The goatcounter server listens on local port 5000, which is not exposed outside the VPS. Following the instructions of the aforementioned blog post, Apache can then be set up to forward traffic for the stats subdomain to this port.

If all works well, the stats subdomain should be accessible now.

Restarts and automatic backups

If the VPS reboots, I don't want to restart the goatcounter server manually. Therefore, it has to be set up as a service, by adding a new systemd configuration file at /etc/systemd/system/goatcounter.service:

# /etc/systemd/system/goatcounter.service
# Description of what the program does
[Unit]
Description=GoatCounter

[Service]
Type=simple
# If anything unexpected happens, Systemd will try to restart the program
Restart=always
# We need to send the absolute path of the database to GoatCounter.
ExecStart=$GOATDIR/goatcounter-v2.4.1-linux-amd64 serve -db sqlite3+$GOATDIR/db/goatcounter.sqlite3 -listen 127.0.0.1:5000 -tls http

[Install]
WantedBy=multi-user.target

And then the service can be started using systemctl:

$ sudo systemctl start goatcounter
$ sudo systemctl status goatcounter
● goatcounter.service - GoatCounter
     Loaded: loaded (/etc/systemd/system/goatcounter.service; enabled; vendor preset: enabled)
     Active: active (running) since Thu 2023-02-16 14:04:20 UTC; 1 week 1 day ago
   Main PID: 732 (goatcounter-v2.)
      Tasks: 16 (limit: 2324)
     Memory: 135.9M
        CPU: 15min 156ms
...
...

Finally, systemctl can be told to automatically run this service at startup:

$ sudo systemctl enable goatcounter

After clicking around the website for a bit, one will be able to observe that GoatCounter's DB file is being updated. This is just a SQLite database, so it can be explored using the command-line sqlite3 tool; something like:

sqlite> select * from hits order by created_at desc limit 10;

Make sure to back the DB up somewhere; I have a cron job that performs a backup to cloud storage; this can be accomplished by first asking SQLite to dump a backup file:

$ sqlite3 goatcounter.sqlite3 ".backup $BKPFILE"

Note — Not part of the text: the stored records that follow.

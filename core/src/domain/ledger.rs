use serde::{Deserialize, Serialize};

use crate::amount::Amount;
use crate::ids::{GasAccountId, LedgerEntryId, UserAccountId};
use crate::time::TimestampSeconds;

/// `(user, address, balance)`. Invariant: balance = Σ(credits) − Σ(debits)
/// for this (user, address) pair, enforced by the ledger repository.
#[derive(Debug, Clone, Serialize, Deserialize)]
pub struct GasAccount {
    pub id: GasAccountId,
    pub user: UserAccountId,
    pub address: String,
    pub balance: Amount,
    pub reserved: Amount,
}

impl GasAccount {
    pub fn available(&self) -> Amount {
        self.balance.checked_sub(self.reserved).unwrap_or(Amount::ZERO)
    }
}

#[derive(Debug, Clone, Copy, PartialEq, Eq, Serialize, Deserialize)]
#[serde(rename_all = "kebab-case")]
pub enum LedgerEntryKind {
    Deposit,
    Withdraw,
    SpendOracle,
    SpendPricefeed,
    SpendAutomation,
    SpendTransaction,
}

#[derive(Debug, Clone, Copy, PartialEq, Eq, Serialize, Deserialize)]
#[serde(rename_all = "kebab-case")]
pub enum LedgerEntryStatus {
    Pending,
    Confirmed,
    Failed,
}

/// Append-only journal row. Every mutating ledger operation writes exactly
/// one of these, or none at all on failure — no partial writes.
#[derive(Debug, Clone, Serialize, Deserialize)]
pub struct LedgerEntry {
    pub id: LedgerEntryId,
    pub user: UserAccountId,
    pub account: GasAccountId,
    pub kind: LedgerEntryKind,
    pub amount: Amount,
    pub on_chain_tx_hash: Option<String>,
    pub status: LedgerEntryStatus,
    pub timestamp: TimestampSeconds,
}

With any custom filename as $BKPFILE.

Using GoatCounter

Once GoatCounter is set up and running, it's pretty easy to use. Log into its dashboard and poke around; the dashboard looks something like:

Screenshot showing a sample of how the GoatCounter dashboard looks

Clicking on Help on the top right leads one to a nice documentation site with lots of useful usage information. GoatCounter has many features; for example, if you prefer working with the command-line, the goatcounter binary (the same one that acts as a server) has a dashboard command that will render a dashboard to the terminal.

A feature I like a lot is the API, with a detailed reference available. This can be used to programmatically query your GoatCounter instance for all kinds of aggregates and statistics. For example, to figure out which pages on my website were the most popular during 2022, I can run:

$ curl -X GET 'https://stats.thegreenplace.net/api/v0/stats/hits?start=2022-01-01&end=2022-12-31&daily=1' \
  -H 'Content-Type: application/json' \
  -H 'Authorization: Bearer <TOKEN-HERE>'

(after generating an API token through the web dashboard).

This dumps a JSON file with the data, which can be easily analyzed by a program.